[Data entries]
■ ■ ■ ■ ■ ■ ■
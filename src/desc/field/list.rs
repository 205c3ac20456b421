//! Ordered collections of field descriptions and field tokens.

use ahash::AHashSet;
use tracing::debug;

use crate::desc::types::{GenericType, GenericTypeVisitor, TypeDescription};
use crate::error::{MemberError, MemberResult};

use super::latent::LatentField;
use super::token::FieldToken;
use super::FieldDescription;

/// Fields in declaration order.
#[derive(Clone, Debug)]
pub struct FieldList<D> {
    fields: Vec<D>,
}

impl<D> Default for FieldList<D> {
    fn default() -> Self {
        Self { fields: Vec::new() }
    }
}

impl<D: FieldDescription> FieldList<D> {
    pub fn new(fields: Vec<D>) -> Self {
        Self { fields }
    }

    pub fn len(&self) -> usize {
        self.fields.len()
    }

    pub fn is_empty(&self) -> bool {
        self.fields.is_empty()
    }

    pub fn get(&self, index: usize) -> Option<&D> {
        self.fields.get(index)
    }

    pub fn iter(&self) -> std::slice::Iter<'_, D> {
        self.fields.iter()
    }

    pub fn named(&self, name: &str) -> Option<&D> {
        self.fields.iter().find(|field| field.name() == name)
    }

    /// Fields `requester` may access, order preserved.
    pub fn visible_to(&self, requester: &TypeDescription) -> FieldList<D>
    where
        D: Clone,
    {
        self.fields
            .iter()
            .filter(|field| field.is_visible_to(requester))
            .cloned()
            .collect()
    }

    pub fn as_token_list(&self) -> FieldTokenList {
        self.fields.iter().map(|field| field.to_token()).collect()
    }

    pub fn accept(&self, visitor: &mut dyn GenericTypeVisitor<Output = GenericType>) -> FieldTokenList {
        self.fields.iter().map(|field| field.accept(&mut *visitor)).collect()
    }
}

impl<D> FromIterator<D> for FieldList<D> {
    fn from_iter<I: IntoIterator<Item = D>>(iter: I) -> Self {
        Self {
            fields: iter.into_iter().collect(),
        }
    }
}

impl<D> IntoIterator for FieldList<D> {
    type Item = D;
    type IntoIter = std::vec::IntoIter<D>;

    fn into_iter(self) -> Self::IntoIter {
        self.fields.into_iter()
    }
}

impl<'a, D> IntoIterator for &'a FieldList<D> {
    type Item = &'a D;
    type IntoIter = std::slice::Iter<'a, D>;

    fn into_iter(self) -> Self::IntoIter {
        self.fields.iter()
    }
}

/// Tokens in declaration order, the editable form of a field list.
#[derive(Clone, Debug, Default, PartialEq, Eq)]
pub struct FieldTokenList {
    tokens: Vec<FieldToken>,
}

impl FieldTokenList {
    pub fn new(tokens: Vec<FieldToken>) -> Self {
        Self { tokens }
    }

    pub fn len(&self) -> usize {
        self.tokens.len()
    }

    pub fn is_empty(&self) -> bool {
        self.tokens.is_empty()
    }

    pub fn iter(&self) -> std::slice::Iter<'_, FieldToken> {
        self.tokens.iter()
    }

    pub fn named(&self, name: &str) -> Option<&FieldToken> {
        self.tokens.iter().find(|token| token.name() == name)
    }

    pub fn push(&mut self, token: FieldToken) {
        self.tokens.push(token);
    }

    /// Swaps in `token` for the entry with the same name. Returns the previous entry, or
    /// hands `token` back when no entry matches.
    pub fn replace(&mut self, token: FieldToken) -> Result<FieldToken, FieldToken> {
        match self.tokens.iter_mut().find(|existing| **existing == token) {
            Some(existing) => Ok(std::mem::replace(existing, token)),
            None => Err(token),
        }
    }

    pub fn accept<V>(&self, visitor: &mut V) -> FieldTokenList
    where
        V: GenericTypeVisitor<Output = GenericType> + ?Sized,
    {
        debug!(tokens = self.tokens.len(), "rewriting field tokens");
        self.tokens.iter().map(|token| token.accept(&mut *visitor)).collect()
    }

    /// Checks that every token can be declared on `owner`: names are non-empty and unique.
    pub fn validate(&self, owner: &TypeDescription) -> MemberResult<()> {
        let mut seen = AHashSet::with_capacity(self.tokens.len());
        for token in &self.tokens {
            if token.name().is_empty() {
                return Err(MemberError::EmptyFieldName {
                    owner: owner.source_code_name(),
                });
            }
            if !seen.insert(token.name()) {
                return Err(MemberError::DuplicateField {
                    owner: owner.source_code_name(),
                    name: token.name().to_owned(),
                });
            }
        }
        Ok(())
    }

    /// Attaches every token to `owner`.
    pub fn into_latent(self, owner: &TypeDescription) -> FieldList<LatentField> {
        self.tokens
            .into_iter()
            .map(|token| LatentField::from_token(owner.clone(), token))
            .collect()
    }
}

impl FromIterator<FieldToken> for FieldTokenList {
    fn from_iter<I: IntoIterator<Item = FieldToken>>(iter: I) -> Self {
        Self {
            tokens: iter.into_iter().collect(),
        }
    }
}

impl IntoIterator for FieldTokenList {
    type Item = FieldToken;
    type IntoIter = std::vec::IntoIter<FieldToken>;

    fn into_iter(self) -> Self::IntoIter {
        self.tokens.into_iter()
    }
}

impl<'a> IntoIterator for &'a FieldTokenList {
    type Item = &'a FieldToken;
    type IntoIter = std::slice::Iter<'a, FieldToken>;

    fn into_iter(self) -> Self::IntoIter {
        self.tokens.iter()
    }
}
■ ■ ■ ■ ■ ■ ■
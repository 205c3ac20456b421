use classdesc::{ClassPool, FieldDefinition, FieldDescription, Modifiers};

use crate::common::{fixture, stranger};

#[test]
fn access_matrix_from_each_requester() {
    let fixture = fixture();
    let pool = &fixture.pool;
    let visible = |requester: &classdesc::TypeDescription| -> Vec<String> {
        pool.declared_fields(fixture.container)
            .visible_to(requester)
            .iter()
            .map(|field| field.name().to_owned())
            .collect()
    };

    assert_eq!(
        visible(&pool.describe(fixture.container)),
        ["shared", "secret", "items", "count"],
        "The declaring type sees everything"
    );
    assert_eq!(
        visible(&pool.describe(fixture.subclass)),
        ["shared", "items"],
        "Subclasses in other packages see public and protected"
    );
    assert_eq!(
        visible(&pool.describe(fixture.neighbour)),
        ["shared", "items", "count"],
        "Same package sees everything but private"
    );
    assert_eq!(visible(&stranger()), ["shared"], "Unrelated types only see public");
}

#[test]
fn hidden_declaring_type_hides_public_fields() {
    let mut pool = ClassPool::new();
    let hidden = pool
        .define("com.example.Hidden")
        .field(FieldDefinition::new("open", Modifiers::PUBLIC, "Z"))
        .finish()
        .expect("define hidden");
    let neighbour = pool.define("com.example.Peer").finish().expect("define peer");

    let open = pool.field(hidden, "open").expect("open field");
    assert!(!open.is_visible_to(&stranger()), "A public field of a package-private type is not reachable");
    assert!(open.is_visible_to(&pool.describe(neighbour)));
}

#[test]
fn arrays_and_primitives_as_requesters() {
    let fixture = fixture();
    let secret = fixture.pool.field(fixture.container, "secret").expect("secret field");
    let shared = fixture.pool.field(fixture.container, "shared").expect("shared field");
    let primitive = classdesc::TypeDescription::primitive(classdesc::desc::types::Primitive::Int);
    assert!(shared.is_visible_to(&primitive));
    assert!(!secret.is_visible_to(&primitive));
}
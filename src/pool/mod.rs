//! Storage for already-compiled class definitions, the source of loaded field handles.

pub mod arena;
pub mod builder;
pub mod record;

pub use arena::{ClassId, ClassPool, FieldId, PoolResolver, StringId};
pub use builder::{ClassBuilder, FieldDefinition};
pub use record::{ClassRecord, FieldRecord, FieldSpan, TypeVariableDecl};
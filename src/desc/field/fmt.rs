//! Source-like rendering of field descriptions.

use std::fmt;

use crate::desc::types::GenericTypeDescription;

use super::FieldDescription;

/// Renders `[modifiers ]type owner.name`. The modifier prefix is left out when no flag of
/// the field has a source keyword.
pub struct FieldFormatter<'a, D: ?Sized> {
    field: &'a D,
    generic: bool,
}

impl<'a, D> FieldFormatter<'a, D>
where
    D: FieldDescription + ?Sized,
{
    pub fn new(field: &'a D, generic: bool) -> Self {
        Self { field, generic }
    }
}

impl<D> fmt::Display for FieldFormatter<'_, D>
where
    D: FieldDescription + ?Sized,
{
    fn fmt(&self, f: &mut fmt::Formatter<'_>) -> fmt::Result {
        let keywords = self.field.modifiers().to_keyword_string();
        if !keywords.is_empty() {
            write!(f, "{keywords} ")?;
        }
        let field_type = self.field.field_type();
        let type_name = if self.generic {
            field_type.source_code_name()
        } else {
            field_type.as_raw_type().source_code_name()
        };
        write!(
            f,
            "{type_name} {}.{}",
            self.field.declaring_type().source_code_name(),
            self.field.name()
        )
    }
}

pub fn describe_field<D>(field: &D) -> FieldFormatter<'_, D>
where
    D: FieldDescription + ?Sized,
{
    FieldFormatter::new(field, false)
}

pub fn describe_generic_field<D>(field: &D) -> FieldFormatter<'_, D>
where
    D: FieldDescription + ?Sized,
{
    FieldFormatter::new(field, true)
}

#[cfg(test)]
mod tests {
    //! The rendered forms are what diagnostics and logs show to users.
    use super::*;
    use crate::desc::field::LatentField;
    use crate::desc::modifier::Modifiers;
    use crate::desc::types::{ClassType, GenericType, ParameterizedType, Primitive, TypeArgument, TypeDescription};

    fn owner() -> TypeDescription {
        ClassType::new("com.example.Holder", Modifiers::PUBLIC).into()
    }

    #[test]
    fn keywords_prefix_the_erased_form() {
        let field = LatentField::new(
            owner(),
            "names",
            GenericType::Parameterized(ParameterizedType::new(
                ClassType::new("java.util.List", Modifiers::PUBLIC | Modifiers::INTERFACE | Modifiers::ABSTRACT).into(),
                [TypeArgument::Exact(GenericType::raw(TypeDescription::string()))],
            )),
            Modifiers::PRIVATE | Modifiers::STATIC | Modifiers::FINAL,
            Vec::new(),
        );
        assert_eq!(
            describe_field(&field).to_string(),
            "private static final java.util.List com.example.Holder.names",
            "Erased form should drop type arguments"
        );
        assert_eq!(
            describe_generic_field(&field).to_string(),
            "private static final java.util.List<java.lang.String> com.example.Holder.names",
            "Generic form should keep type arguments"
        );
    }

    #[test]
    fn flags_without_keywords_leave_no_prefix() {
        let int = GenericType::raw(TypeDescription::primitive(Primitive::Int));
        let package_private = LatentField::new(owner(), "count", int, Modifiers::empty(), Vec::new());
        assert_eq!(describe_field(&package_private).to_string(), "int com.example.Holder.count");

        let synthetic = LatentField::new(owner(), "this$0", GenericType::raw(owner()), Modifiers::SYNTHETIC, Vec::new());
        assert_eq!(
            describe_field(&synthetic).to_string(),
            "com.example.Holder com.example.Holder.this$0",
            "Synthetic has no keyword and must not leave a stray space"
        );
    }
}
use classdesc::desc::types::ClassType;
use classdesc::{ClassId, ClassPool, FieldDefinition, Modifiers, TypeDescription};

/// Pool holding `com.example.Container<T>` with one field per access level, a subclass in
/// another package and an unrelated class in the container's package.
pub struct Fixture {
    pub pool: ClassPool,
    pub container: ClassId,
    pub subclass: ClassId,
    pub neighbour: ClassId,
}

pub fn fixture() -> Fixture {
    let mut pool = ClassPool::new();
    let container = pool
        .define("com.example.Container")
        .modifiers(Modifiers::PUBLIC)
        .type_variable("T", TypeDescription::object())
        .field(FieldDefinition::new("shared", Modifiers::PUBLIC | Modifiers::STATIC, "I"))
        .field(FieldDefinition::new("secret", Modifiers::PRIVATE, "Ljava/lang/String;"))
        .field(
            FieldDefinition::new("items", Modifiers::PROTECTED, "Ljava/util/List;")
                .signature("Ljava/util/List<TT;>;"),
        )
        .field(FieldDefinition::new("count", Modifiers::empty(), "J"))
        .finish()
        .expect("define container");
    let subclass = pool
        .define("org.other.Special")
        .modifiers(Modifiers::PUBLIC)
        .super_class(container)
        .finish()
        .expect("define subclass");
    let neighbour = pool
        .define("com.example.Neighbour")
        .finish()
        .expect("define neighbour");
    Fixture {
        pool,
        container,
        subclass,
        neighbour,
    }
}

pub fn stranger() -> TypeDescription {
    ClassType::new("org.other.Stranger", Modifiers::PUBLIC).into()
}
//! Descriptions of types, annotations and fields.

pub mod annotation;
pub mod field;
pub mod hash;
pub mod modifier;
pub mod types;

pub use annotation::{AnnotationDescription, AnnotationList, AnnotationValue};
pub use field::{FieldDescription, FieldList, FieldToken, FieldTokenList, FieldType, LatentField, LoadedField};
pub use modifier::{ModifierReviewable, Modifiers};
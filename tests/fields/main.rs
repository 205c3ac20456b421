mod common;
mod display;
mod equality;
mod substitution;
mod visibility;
■ ■ ■ ■ ■ ■ ■
▶ _What you will do_
From the data above, return every line from the line that has "pub mod types;" up to and including the line that has "mod visibility;", exactly.

▶ _Response to this exercise_
pub mod types;

pub use annotation::{AnnotationDescription, AnnotationList, AnnotationValue};
pub use field::{FieldDescription, FieldList, FieldToken, FieldTokenList, FieldType, LatentField, LoadedField};
pub use modifier::{ModifierReviewable, Modifiers};
filename tests/fields/main.rs
repository 205c3ac20456b421
mod common;
mod display;
mod equality;
mod substitution;
mod visibility;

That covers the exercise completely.